Vernacular Canvas:
Celebrating Diversity
STANDARDIZING BUS SHELTERS ALONG INDIA'S NATIONAL HIGHWAYS
“A Vernacular Canvas” responds to a national brief calling for standardized bus shelters across India’s National highways. As someone who’s spent a lot of time on the road across India, I began to notice how much roadside commerce acts as a place marker. Roadside stalls along highways were were cultural signposts, helping travelers read the landscape through local goods, crafts, and flavors.
I also noticed that bus shelters were rarely just bus shelters. In rural and semi-urban areas, they were often reclaimed by locals as meeting points, market spaces, resting zones, or as informal stages for everyday life. They were already deeply social spaces - but the way they were being designed didn’t reflect that at all. So when the brief asked for a “standardized national highway bus shelter,” it felt reductive. How do you standardize something in a nation of 28 states, 22 official languages, and hundreds of cultural identities?
This project combines these two realities - the symbolic role of roadside commerce and multifunctionality of bus shelters. It repositions the bus shelter as a site of cultural exchange, where national travelers encounter local identity.
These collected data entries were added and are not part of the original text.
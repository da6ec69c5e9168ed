//! # Telemetry Orchestrator
//!
//! Owns one send worker and the receive workers of a node, and bridges them
//! to the consumer's views once per tick.
//!
//! ## Data Flow
//!
//! ```text
//!                 ┌──────────────────────────────┐
//!  local views ──▶│ reconcile ──▶ SendWorker     │──▶ collector
//!                 │                              │
//!  remote views ◀─│ reconcile ◀── ReceiveWorker  │◀── motive
//!                 │           ◀── ReceiveWorker  │◀── nonmotive
//!                 └──────────────────────────────┘
//! ```
//!
//! Remote labels are looked up channel by channel in configuration order and
//! the first channel that has the label wins. The orchestrator never holds
//! two workers' locks at once.

mod diagnostics;
mod view;

pub use diagnostics::{ChannelId, RateReport};
pub use view::{TelemetryView, ViewState};

use std::collections::HashSet;
use std::sync::atomic::{AtomicBool, Ordering};
use std::time::{Duration, Instant};

use parking_lot::Mutex;

use self::diagnostics::RateWindow;
use crate::config::TelemetryConfig;
use crate::error::TelemetryError;
use crate::worker::{ReceiveWorker, SendWorker, Worker, WorkerState};

/// The transport of one node.
pub struct TelemetryOrchestrator {
    config: TelemetryConfig,
    sender: SendWorker,
    receivers: Vec<ReceiveWorker>,
    missing_labels: Mutex<HashSet<String>>,
    warned_empty_label: AtomicBool,
    rate_window: Mutex<RateWindow>,
}

impl TelemetryOrchestrator {
    /// Builds idle workers for every configured channel.
    #[must_use]
    pub fn new(config: TelemetryConfig) -> Self {
        let sender = SendWorker::new(&config);
        let receivers = config
            .receive
            .iter()
            .map(|channel| ReceiveWorker::new(channel.clone(), &config))
            .collect();
        let rate_window = Mutex::new(RateWindow::new(config.diagnostics_interval()));

        Self {
            config,
            sender,
            receivers,
            missing_labels: Mutex::new(HashSet::new()),
            warned_empty_label: AtomicBool::new(false),
            rate_window,
        }
    }

    /// Configuration the node was built from.
    #[must_use]
    pub const fn config(&self) -> &TelemetryConfig {
        &self.config
    }

    /// The outbound worker.
    #[must_use]
    pub const fn sender(&self) -> &SendWorker {
        &self.sender
    }

    /// Inbound workers in lookup order.
    #[must_use]
    pub fn receivers(&self) -> &[ReceiveWorker] {
        &self.receivers
    }

    /// Inbound worker by channel name.
    #[must_use]
    pub fn receiver(&self, name: &str) -> Option<&ReceiveWorker> {
        self.receivers.iter().find(|r| r.name() == name)
    }

    /// Starts every worker. A worker that fails is logged and left stopped
    /// while the others run; the failures are returned.
    pub fn start(&mut self) -> Vec<TelemetryError> {
        let mut failures = Vec::new();
        if let Err(e) = self.sender.start() {
            failures.push(e);
        }
        for receiver in &mut self.receivers {
            if let Err(e) = receiver.start() {
                failures.push(e);
            }
        }

        let running = self.running_count();
        let total = self.receivers.len() + 1;
        if failures.is_empty() {
            tracing::info!("telemetry started: {} channels running", running);
        } else {
            tracing::warn!("telemetry started: {} of {} channels running", running, total);
        }
        failures
    }

    /// Stops every running worker and waits for their threads.
    pub fn stop(&mut self) {
        if self.sender.state() == WorkerState::Running {
            self.sender.stop();
        }
        for receiver in &mut self.receivers {
            if receiver.state() == WorkerState::Running {
                receiver.stop();
            }
        }
        tracing::info!("telemetry stopped");
    }

    /// Workers currently running.
    #[must_use]
    pub fn running_count(&self) -> usize {
        usize::from(self.sender.is_running()) + self.receivers.iter().filter(|r| r.is_running()).count()
    }

    /// One consumer tick: publishes local views and refreshes remote views.
    ///
    /// `elapsed` is the time since the previous call; it drives the
    /// staleness timers of the channels queried.
    pub fn reconcile<V: TelemetryView>(&self, views: &mut [V], elapsed: Duration) {
        let mut local = Vec::new();

        for view in views.iter_mut() {
            if view.label().is_empty() {
                if !self.warned_empty_label.swap(true, Ordering::Relaxed) {
                    tracing::warn!("view without a label skipped");
                }
                continue;
            }

            if view.is_local() {
                let mut object = view.snapshot();
                if object.label != view.label() {
                    object.label = view.label().to_owned();
                }
                local.push(object);
                continue;
            }

            self.refresh_remote(view, elapsed);
        }

        self.sender.update_managed_objects(local);
    }

    fn refresh_remote<V: TelemetryView>(&self, view: &mut V, elapsed: Duration) {
        let found = self
            .receivers
            .iter()
            .find_map(|receiver| receiver.get_object(view.label(), elapsed));

        match found {
            Some(remote) => {
                view.apply(&remote);
                let mut missing = self.missing_labels.lock();
                if missing.remove(view.label()) {
                    tracing::info!("label {} found again", view.label());
                }
            }
            None => {
                view.mark_untracked();
                let mut missing = self.missing_labels.lock();
                if missing.insert(view.label().to_owned()) {
                    tracing::warn!("no channel has label {}", view.label());
                }
            }
        }
    }

    /// Takes and resets every worker's packet count and warns about the
    /// channels at or below their low-water mark.
    pub fn report_rates(&self) -> RateReport {
        let mut report = RateReport::default();

        let sent = self.sender.take_packet_count();
        report.counts.insert(ChannelId::Send, sent);
        if let Some(low_water) = self.config.send.low_water {
            if sent <= low_water {
                tracing::warn!("send channel: only {} packets sent in the last window", sent);
                report.under_delivering.push(ChannelId::Send);
            }
        }

        for (index, receiver) in self.receivers.iter().enumerate() {
            let received = receiver.take_packet_count();
            let id = ChannelId::Receive(index);
            report.counts.insert(id, received);
            if received <= receiver.channel().low_water {
                tracing::warn!(
                    "receive channel {}: only {} packets received in the last window",
                    receiver.name(),
                    received
                );
                report.under_delivering.push(id);
            }
        }

        tracing::debug!("packet rates: {:?}", report.counts);
        report
    }

    /// Reports rates once per diagnostics interval. The first call only
    /// opens the window.
    pub fn poll_diagnostics(&self, now: Instant) -> Option<RateReport> {
        if self.rate_window.lock().elapsed(now) {
            Some(self.report_rates())
        } else {
            None
        }
    }

    /// Labels currently reported missing.
    #[must_use]
    pub fn missing_labels(&self) -> Vec<String> {
        let mut labels: Vec<String> = self.missing_labels.lock().iter().cloned().collect();
        labels.sort();
        labels
    }
}

impl Drop for TelemetryOrchestrator {
    fn drop(&mut self) {
        if self.running_count() > 0 {
            self.stop();
        }
    }
}

#[cfg(test)]
mod tests {
    use super::*;
    use crate::config::ReceiveChannelConfig;
    use crate::object::TrackedObject;
    use crate::protocol::{encode_envelope, FrameBuffer, FrameEnvelope, Handedness, WireRecord};
    use holojam_shared::Vec3;

    fn config() -> TelemetryConfig {
        TelemetryConfig {
            receive: vec![ReceiveChannelConfig::new("first", 40001), ReceiveChannelConfig::new("second", 40002)],
            ..TelemetryConfig::default()
        }
    }

    fn feed(worker: &ReceiveWorker, frame_id: u32, records: &[(&str, f32)]) {
        let mut envelope = FrameEnvelope::new(frame_id, Handedness::Right, "test");
        for &(label, x) in records {
            envelope.push(WireRecord {
                label: label.to_owned(),
                position: Vec3::new(x, 0.0, 0.0),
                tracked: true,
                ..WireRecord::default()
            });
        }
        let mut buffer = FrameBuffer::new(4096);
        encode_envelope(&envelope, &mut buffer).unwrap();
        worker.ingest(buffer.as_slice());
    }

    fn local(label: &str, x: f32) -> ViewState {
        let mut object = TrackedObject::new(label);
        object.position = Vec3::new(x, 0.0, 0.0);
        object.tracked = true;
        ViewState::local(object)
    }

    #[test]
    fn test_first_channel_wins() {
        let node = TelemetryOrchestrator::new(config());
        feed(&node.receivers()[0], 1, &[("VR1", 1.0)]);
        feed(&node.receivers()[1], 1, &[("VR1", 2.0), ("VR2", 3.0)]);

        let mut views = vec![ViewState::remote("VR1"), ViewState::remote("VR2")];
        node.reconcile(&mut views, Duration::from_millis(20));

        assert_eq!(views[0].object.position.x, 1.0);
        assert_eq!(views[1].object.position.x, 3.0);
        assert!(views[0].object.tracked && views[1].object.tracked);
    }

    #[test]
    fn test_missing_label_untracked_and_reported_once() {
        let node = TelemetryOrchestrator::new(config());
        let mut views = vec![ViewState::remote("ghost")];
        views[0].object.tracked = true;

        node.reconcile(&mut views, Duration::ZERO);
        assert!(!views[0].object.tracked);
        assert_eq!(node.missing_labels(), ["ghost"]);

        node.reconcile(&mut views, Duration::ZERO);
        assert_eq!(node.missing_labels(), ["ghost"]);

        feed(&node.receivers()[1], 1, &[("ghost", 4.0)]);
        node.reconcile(&mut views, Duration::ZERO);
        assert!(views[0].object.tracked);
        assert!(node.missing_labels().is_empty());
    }

    #[test]
    fn test_local_views_replace_send_table() {
        let node = TelemetryOrchestrator::new(config());
        let mut views = vec![local("paddle1", 1.0), local("paddle1", 2.0), local("ball", 0.5)];
        node.reconcile(&mut views, Duration::ZERO);

        assert_eq!(node.sender().managed_count(), 2);
        assert_eq!(node.sender().managed_object("paddle1").unwrap().position.x, 2.0);

        let envelope = node.sender().assemble_envelope().unwrap();
        let paddles = envelope.records.iter().filter(|r| r.label == "paddle1").count();
        assert_eq!(paddles, 1);

        let mut none: Vec<ViewState> = Vec::new();
        node.reconcile(&mut none, Duration::ZERO);
        assert_eq!(node.sender().managed_count(), 0);
    }

    #[test]
    fn test_empty_label_skipped() {
        let node = TelemetryOrchestrator::new(config());
        let mut views = vec![local("", 1.0), ViewState::remote("")];
        node.reconcile(&mut views, Duration::ZERO);
        assert_eq!(node.sender().managed_count(), 0);
        assert!(node.missing_labels().is_empty());
    }

    #[test]
    fn test_boxed_views() {
        let node = TelemetryOrchestrator::new(config());
        feed(&node.receivers()[0], 3, &[("VR1", 9.0)]);

        let mut views: Vec<Box<dyn TelemetryView>> = vec![Box::new(ViewState::remote("VR1")), Box::new(local("me", 1.0))];
        node.reconcile(&mut views, Duration::ZERO);
        assert_eq!(views[0].snapshot().position.x, 9.0);
        assert_eq!(node.sender().managed_count(), 1);
    }

    #[test]
    fn test_rate_report_counts_and_resets() {
        let node = TelemetryOrchestrator::new(config());
        for id in 0..5 {
            feed(&node.receivers()[0], id, &[("VR1", 0.0)]);
        }
        feed(&node.receivers()[0], 2, &[("VR1", 0.0)]);

        let report = node.report_rates();
        assert_eq!(report.count(ChannelId::Receive(0)), 5);
        assert_eq!(report.count(ChannelId::Receive(1)), 0);
        assert_eq!(report.count(ChannelId::Send), 0);
        // send warnings are off by default
        assert_eq!(report.under_delivering, [ChannelId::Receive(0), ChannelId::Receive(1)]);

        let again = node.report_rates();
        assert_eq!(again.count(ChannelId::Receive(0)), 0);
    }

    #[test]
    fn test_send_low_water() {
        let mut config = config();
        config.send.low_water = Some(48);
        let node = TelemetryOrchestrator::new(config);
        let report = node.report_rates();
        assert!(report.under_delivering.contains(&ChannelId::Send));
    }

    #[test]
    fn test_poll_diagnostics_interval() {
        let node = TelemetryOrchestrator::new(config());
        let start = Instant::now();
        assert!(node.poll_diagnostics(start).is_none());
        assert!(node.poll_diagnostics(start + Duration::from_millis(500)).is_none());
        assert!(node.poll_diagnostics(start + Duration::from_secs(1)).is_some());
    }

    #[test]
    fn test_lookup_by_name() {
        let node = TelemetryOrchestrator::new(config());
        assert_eq!(node.receiver("second").unwrap().channel().port, 40002);
        assert!(node.receiver("third").is_none());
        assert_eq!(node.running_count(), 0);
    }
}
Honoring the need for standardization for ease of construction, the design embraces modularity as a tool for customization and social connection.
User Research · Participatory Design · Pre-Fab Structures ·
Urban Design · Modular Architectural Systems · Design Drawings · Research Led Design · 3D visualization

Design Intent & Approach
The design preserves the functional baseline of a shelter - shade, safety, seating - but expands it to reflect how these spaces actually operate in context: as resting places, social spaces, and civic surfaces.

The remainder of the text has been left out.